## [Goal of the exercise]
Show every line below where "member" appears.

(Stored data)
-- -- --

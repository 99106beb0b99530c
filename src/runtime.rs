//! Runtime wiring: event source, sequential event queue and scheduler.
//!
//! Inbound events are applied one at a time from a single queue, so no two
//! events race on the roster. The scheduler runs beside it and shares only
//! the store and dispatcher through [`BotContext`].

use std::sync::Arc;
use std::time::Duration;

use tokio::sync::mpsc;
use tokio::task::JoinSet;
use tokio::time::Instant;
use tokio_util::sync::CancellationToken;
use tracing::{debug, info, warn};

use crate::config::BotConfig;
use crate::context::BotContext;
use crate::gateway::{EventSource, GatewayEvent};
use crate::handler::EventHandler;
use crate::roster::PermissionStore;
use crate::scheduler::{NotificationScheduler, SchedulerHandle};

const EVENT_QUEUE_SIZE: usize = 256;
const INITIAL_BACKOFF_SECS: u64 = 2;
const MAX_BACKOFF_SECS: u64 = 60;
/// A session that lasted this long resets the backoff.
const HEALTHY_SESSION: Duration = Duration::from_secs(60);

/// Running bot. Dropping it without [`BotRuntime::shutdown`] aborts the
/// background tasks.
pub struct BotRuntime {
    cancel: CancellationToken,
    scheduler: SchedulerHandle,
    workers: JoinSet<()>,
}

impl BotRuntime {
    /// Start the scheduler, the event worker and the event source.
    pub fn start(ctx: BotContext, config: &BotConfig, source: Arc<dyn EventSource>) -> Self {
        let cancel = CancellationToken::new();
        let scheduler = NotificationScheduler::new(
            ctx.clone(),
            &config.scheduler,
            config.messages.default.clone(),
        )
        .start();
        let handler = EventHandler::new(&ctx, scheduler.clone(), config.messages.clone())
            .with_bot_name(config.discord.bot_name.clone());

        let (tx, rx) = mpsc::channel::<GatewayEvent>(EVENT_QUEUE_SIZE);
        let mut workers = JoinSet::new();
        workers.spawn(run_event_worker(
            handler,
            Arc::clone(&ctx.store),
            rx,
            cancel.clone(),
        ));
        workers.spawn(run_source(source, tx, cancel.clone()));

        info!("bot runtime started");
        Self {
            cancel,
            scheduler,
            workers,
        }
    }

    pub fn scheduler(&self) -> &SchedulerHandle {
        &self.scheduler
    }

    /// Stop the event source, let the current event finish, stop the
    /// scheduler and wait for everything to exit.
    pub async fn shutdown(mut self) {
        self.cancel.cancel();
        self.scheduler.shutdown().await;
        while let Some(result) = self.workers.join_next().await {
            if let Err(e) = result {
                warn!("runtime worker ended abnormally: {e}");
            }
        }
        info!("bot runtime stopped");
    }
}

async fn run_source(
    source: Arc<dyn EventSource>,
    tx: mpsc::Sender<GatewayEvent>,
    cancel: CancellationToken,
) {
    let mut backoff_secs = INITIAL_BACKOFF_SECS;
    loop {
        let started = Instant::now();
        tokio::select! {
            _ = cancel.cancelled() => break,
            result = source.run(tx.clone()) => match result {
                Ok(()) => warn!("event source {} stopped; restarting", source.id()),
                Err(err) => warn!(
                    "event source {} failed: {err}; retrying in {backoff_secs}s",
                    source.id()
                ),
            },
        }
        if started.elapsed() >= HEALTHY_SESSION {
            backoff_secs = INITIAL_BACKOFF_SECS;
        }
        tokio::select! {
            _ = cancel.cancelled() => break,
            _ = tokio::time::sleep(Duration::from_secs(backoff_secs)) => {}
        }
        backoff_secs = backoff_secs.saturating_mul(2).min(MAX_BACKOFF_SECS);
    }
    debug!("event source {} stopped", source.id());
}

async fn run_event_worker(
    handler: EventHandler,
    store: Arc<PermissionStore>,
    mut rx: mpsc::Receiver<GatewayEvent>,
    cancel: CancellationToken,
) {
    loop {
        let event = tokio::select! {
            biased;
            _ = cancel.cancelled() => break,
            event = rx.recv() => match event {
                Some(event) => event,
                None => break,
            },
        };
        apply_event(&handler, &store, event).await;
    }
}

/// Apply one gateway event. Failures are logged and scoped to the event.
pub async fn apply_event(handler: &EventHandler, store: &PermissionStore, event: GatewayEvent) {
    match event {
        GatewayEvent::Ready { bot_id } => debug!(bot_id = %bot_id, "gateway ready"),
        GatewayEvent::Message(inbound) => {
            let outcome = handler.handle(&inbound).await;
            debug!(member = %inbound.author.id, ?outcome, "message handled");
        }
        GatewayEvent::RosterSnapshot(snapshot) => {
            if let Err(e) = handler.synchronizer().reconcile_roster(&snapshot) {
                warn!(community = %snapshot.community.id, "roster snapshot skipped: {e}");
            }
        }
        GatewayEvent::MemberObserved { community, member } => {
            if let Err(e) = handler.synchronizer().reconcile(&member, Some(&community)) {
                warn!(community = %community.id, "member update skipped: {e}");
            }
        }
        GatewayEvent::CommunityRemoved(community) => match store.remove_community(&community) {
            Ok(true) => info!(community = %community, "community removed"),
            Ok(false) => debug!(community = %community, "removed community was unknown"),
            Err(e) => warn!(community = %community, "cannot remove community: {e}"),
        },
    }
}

-- -- --

## [Written solution]
            debug!(member = %inbound.author.id, ?outcome, "message handled");
        GatewayEvent::MemberObserved { community, member } => {
            if let Err(e) = handler.synchronizer().reconcile(&member, Some(&community)) {
                warn!(community = %community.id, "member update skipped: {e}");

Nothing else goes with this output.